Trump Administration Tariffs Take Effect
The tariff measures promised during Trump's presidential campaign are gradually being implemented. On February 2, the US government announced a 25% tariff on imported goods from Canada and Mexico. President Trump signed a tariff order that day, imposing an additional 25% tariff on imports from Canada and Mexico, and a 10% tariff on energy resources from Canada. The tariffs are set to take effect on the 4th. The White House indicated that if retaliatory tariffs are imposed, the US may increase the tariff rates.
Previously, on the 1st, Trump signed an executive order imposing a 10% tariff on goods imported from China. The White House stated that the US would impose an additional 10% tariff on all goods imported from China on top of existing tariffs. Trump stated that this aligns with his supported "protectionist measures."
On the 3rd, Trump also stated that he would "definitely" impose new tariffs on the European Union. He complained again about the US trade deficit with the EU and believed that the EU imports insufficient American cars and agricultural products. Trump did not specify the tariff levels or timeline. He told the media, "I won't say there is a timeline, but it will happen soon."
According to Bloomberg, BTC Markets CEO Caroline Bowler stated, "Trump's tariff policy is affecting the entire market, and concerns about a recession triggered by the trade war and stagflation are spreading to the altcoin and Bitcoin markets." Following the tariff news, BTC briefly fell to around $91,000, the lowest level in over two weeks. On the other hand, Bitwise Alpha's strategy director Jeff Park also stated that Trump's trade tariff policy will drive up Bitcoin prices in the long term, as it will weaken the dollar in the global currency market and lower US Treasury yields.
El Salvador Cancels Bitcoin's Legal Tender Status
On January 30, Cointelegraph reported that the El Salvador Congress quickly passed legislation to amend its Bitcoin law to comply with International Monetary Fund (IMF) agreements. Ruling party member Elisa Rosales stated that the amendment aims to ensure the "permanence of Bitcoin as legal tender" while promoting its "practical application."

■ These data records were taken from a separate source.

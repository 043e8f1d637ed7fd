//! Connection lifecycle against a scripted in-memory server.
//!
//! Covers:
//! - CAP + SASL PLAIN handshake, token fetch and state transitions
//! - Guest login without SASL, and SASL rejection
//! - Handshake phase timeouts
//! - Optimistic sends reconciled by echo-message
//! - History on join, paging backwards, server defaults and close

mod common;

use std::sync::Arc;
use std::sync::atomic::Ordering;

use async_trait::async_trait;
use base64::Engine;
use common::{DuplexConnector, FakeHost, FakeServer, FakeTokenIssuer, init_tracing};
use freeq_core::{
    AuthError, ConnectionSession, ConnectionState, Credentials, Event, ExternalServiceError,
    HandshakeError, HandshakePhase, HistoryDirection, SendState, ServerConfig,
    ServerConfigSource, SessionConfig, SessionError, SessionServices, msgid,
};
use tokio::sync::mpsc::UnboundedReceiver;

fn drain(events: &mut UnboundedReceiver<Event>) -> Vec<Event> {
    let mut out = Vec::new();
    while let Ok(event) = events.try_recv() {
        out.push(event);
    }
    out
}

fn states(events: &[Event]) -> Vec<ConnectionState> {
    events
        .iter()
        .filter_map(|e| match e {
            Event::StateChanged { state } => Some(*state),
            _ => None,
        })
        .collect()
}

struct Harness {
    session: ConnectionSession,
    events: UnboundedReceiver<Event>,
    host: Arc<FakeHost>,
    server: FakeServer,
}

/// A session registered as `nick` with `caps` acknowledged.
async fn connected(nick: &str, caps: &[&str]) -> Harness {
    init_tracing();
    let (connector, mut servers) = DuplexConnector::new();
    let host = Arc::new(FakeHost::default());
    let (session, events) = ConnectionSession::new(
        SessionConfig::default(),
        Arc::new(connector),
        host.clone(),
        SessionServices::default(),
    );
    let connecting = {
        let session = session.clone();
        let creds = Credentials::guest(nick);
        tokio::spawn(async move { session.connect(creds).await })
    };
    let mut server = servers.recv().await.unwrap();
    server.handshake(nick, caps).await;
    connecting.await.unwrap().unwrap();
    Harness {
        session,
        events,
        host,
        server,
    }
}

#[tokio::test]
async fn connect_authenticates_and_fetches_token() {
    init_tracing();
    let (connector, mut servers) = DuplexConnector::new();
    let host = Arc::new(FakeHost::default());
    let issuer = Arc::new(FakeTokenIssuer::default());
    let services = SessionServices {
        token_issuer: Some(issuer.clone()),
        ..Default::default()
    };
    let (session, mut events) = ConnectionSession::new(
        SessionConfig::default(),
        Arc::new(connector),
        host.clone(),
        services,
    );

    let connecting = {
        let session = session.clone();
        tokio::spawn(async move {
            session
                .connect(Credentials::new("alice", "alice.example", "hunter2"))
                .await
        })
    };
    let mut server = servers.recv().await.unwrap();
    server.expect("CAP LS 302").await;
    server.expect("NICK alice").await;
    server.expect("USER freeq 0 * :freeq client").await;
    server
        .send(":srv CAP * LS :message-tags sasl echo-message")
        .await;
    server.expect("CAP REQ :message-tags sasl echo-message").await;
    server
        .send(":srv CAP * ACK :message-tags sasl echo-message")
        .await;
    server.expect("AUTHENTICATE PLAIN").await;
    server.send("AUTHENTICATE +").await;
    let payload = base64::engine::general_purpose::STANDARD.encode("\0alice.example\0hunter2");
    server.expect(&format!("AUTHENTICATE {payload}")).await;
    server
        .send(":srv 900 alice alice!u@h alice.example :You are now logged in as alice.example")
        .await;
    server.send(":srv 903 alice :SASL authentication successful").await;
    server.expect("CAP END").await;
    server.send(":srv 001 alice :Welcome to freeq").await;

    connecting.await.unwrap().unwrap();
    assert_eq!(session.state(), ConnectionState::Ready);
    assert_eq!(session.own_nick(), "alice");
    assert_eq!(FakeHost::count(&host.welcomes), 1);
    assert_eq!(FakeHost::count(&host.connections), 1);
    assert_eq!(issuer.calls.load(Ordering::SeqCst), 1);
    assert_eq!(session.bearer_token().unwrap().token, "alice.example-0");
    assert_eq!(host.tokens.lock().len(), 1);

    let events = drain(&mut events);
    assert_eq!(
        states(&events),
        vec![
            ConnectionState::Connecting,
            ConnectionState::CapNegotiating,
            ConnectionState::Authenticating,
            ConnectionState::Ready,
        ]
    );
    assert!(events.iter().any(
        |e| matches!(e, Event::Authenticated { account: Some(a) } if a == "alice.example")
    ));
}

#[tokio::test]
async fn guest_skips_sasl_and_token() {
    let mut h = connected("bob", &["message-tags", "sasl"]).await;
    assert_eq!(h.session.state(), ConnectionState::Ready);
    assert!(h.session.bearer_token().is_none());
    let events = drain(&mut h.events);
    assert!(!states(&events).contains(&ConnectionState::Authenticating));
    assert!(events
        .iter()
        .any(|e| matches!(e, Event::Registered { nick } if nick == "bob")));
}

#[tokio::test]
async fn sasl_rejection_leaves_session_disconnected() {
    init_tracing();
    let (connector, mut servers) = DuplexConnector::new();
    let host = Arc::new(FakeHost::default());
    let (session, _events) = ConnectionSession::new(
        SessionConfig::default(),
        Arc::new(connector),
        host.clone(),
        SessionServices::default(),
    );
    let connecting = {
        let session = session.clone();
        tokio::spawn(async move {
            session
                .connect(Credentials::new("alice", "", "wrong"))
                .await
        })
    };
    let mut server = servers.recv().await.unwrap();
    server.expect("CAP LS 302").await;
    server.recv().await;
    server.recv().await;
    server.send(":srv CAP * LS :sasl").await;
    server.expect("CAP REQ sasl").await;
    server.send(":srv CAP * ACK :sasl").await;
    server.expect("AUTHENTICATE PLAIN").await;
    server.send("AUTHENTICATE +").await;
    server.recv().await;
    server
        .send(":srv 904 alice :SASL authentication failed")
        .await;

    let err = connecting.await.unwrap().unwrap_err();
    match err {
        SessionError::Handshake(HandshakeError::Auth(AuthError::Rejected { code, .. })) => {
            assert_eq!(code, "904")
        }
        other => panic!("unexpected error: {other}"),
    }
    assert_eq!(session.state(), ConnectionState::Disconnected);
    assert_eq!(host.errors.lock().len(), 1);
    assert_eq!(FakeHost::count(&host.welcomes), 0);
}

#[tokio::test]
async fn unanswered_cap_ls_times_out() {
    init_tracing();
    let (connector, mut servers) = DuplexConnector::new();
    let host = Arc::new(FakeHost::default());
    let config = SessionConfig {
        cap_timeout_ms: 50,
        ..SessionConfig::default()
    };
    let (session, mut events) = ConnectionSession::new(
        config,
        Arc::new(connector),
        host.clone(),
        SessionServices::default(),
    );
    let connecting = {
        let session = session.clone();
        tokio::spawn(async move { session.connect(Credentials::guest("alice")).await })
    };
    let mut server = servers.recv().await.unwrap();
    server.expect("CAP LS 302").await;

    let err = connecting.await.unwrap().unwrap_err();
    assert!(
        matches!(
            err,
            SessionError::Handshake(HandshakeError::Timeout {
                phase: HandshakePhase::Capabilities,
                ..
            })
        ),
        "unexpected error: {err}"
    );
    assert_eq!(session.state(), ConnectionState::Disconnected);
    assert_eq!(host.errors.lock().len(), 1);
    assert_eq!(FakeHost::count(&host.welcomes), 0);
    assert_eq!(
        states(&drain(&mut events)),
        vec![
            ConnectionState::Connecting,
            ConnectionState::CapNegotiating,
            ConnectionState::Disconnected,
        ]
    );
}

#[tokio::test]
async fn echo_confirms_optimistic_send() {
    let mut h = connected("bob", &["message-tags", "echo-message"]).await;

    let local = h.session.send_message("#rust", "hello world").await.unwrap();
    assert!(msgid::is_local(&local));
    {
        let store = h.session.store();
        let copy = store.get_message("#rust", &local).unwrap();
        assert_eq!(copy.send_state, Some(SendState::Sending));
    }
    h.server.expect("PRIVMSG #rust :hello world").await;

    h.server
        .send("@msgid=srv-1 :bob!u@h PRIVMSG #rust :hello world")
        .await;
    assert!(h.session.pump().await.unwrap());
    {
        let store = h.session.store();
        assert_eq!(store.len("#rust"), 1);
        assert!(store.get_message("#rust", &local).is_none());
        let confirmed = store.get_message("#rust", "srv-1").unwrap();
        assert!(confirmed.send_state.is_none());
    }
    let events = drain(&mut h.events);
    assert!(events
        .iter()
        .any(|e| matches!(e, Event::MessageConfirmed { msgid, .. } if msgid == "srv-1")));
}

#[tokio::test]
async fn send_without_echo_is_marked_sent() {
    let mut h = connected("bob", &["message-tags"]).await;
    let local = h.session.send_message("carol", "psst").await.unwrap();
    h.server.expect("MONITOR + carol").await;
    h.server.expect("PRIVMSG carol psst").await;

    let store = h.session.store();
    assert_eq!(
        store.get_message("carol", &local).unwrap().send_state,
        Some(SendState::Sent)
    );
    drop(store);
    assert_eq!(h.session.monitored_nicks(), vec!["carol"]);
}

#[tokio::test]
async fn mutations_apply_locally_without_echo() {
    let mut h = connected("bob", &["message-tags"]).await;
    h.server
        .send("@msgid=m1 :carol!u@h PRIVMSG #rust :helo")
        .await;
    h.session.pump().await.unwrap();

    h.session.react("#rust", "m1", "👍").await.unwrap();
    let line = h.server.recv().await;
    assert!(line.starts_with('@') && line.ends_with("TAGMSG #rust"), "got {line}");
    assert!(line.contains("+draft/react=👍") && line.contains("+draft/reply=m1"));

    h.session.edit_message("#rust", "m1", "hello").await.unwrap();
    let line = h.server.recv().await;
    assert!(line.starts_with("@+draft/edit=m1 ") && line.ends_with("PRIVMSG #rust hello"));

    {
        let store = h.session.store();
        let msg = store.get_message("#rust", "m1").unwrap();
        assert_eq!(msg.reaction_count("👍"), 1);
        assert!(msg.reactions["👍"].contains("bob"));
        assert_eq!(msg.text, "hello");
        assert!(msg.is_edited);
    }

    h.session.delete_message("#rust", "m1").await.unwrap();
    h.server.expect("@+draft/delete=m1 TAGMSG #rust").await;
    assert!(h.session.store().get_message("#rust", "m1").unwrap().is_redacted);

    let events = drain(&mut h.events);
    assert!(events.iter().any(|e| matches!(e, Event::ReactionsChanged { .. })));
    assert!(events.iter().any(|e| matches!(e, Event::MessageEdited { .. })));
    assert!(events.iter().any(|e| matches!(e, Event::MessageRedacted { .. })));
}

On February 2, the El Salvador Congress (controlled by the ruling party) quietly passed an amendment to the "Bitcoin Law," removing Bitcoin's status as official currency, making its use entirely dependent on individual choice. This reform was made under pressure from the IMF over the past two years, which required the El Salvador government to "reduce the risks of Bitcoin" as a condition for approving a $1.4 billion loan.
El Salvador was the first country in the world to adopt Bitcoin as legal tender and has now become the first to abandon this policy. Bitcoin is no longer considered "currency" in El Salvador, and merchants are no longer required to accept Bitcoin payments.
From now on:
- Bitcoin is no longer regarded as "currency," and merchants are no longer obligated to accept Bitcoin payments.
- Its use becomes voluntary and no longer has legal payment capability.
- The government will no longer accept Bitcoin for tax payments.
Although the ruling party reluctantly accepted this amendment, it did not publicize it widely. Despite President Bukele being very active on social media, he has not commented on this matter. However, on-chain data shows that El Salvador continues to accumulate Bitcoin, with 5 BTC added in the past 24 hours on February 1, bringing the total holdings to 6,055.18 BTC, valued at $618,113,096. Previously, on January 20, El Salvador added 11 BTC ($1,113,508). On January 14, according to Bitcoin Magazine, El Salvador's senior Bitcoin advisor Max Keiser revealed that President Bukele is preparing to install Bitcoin nodes in every household in the country.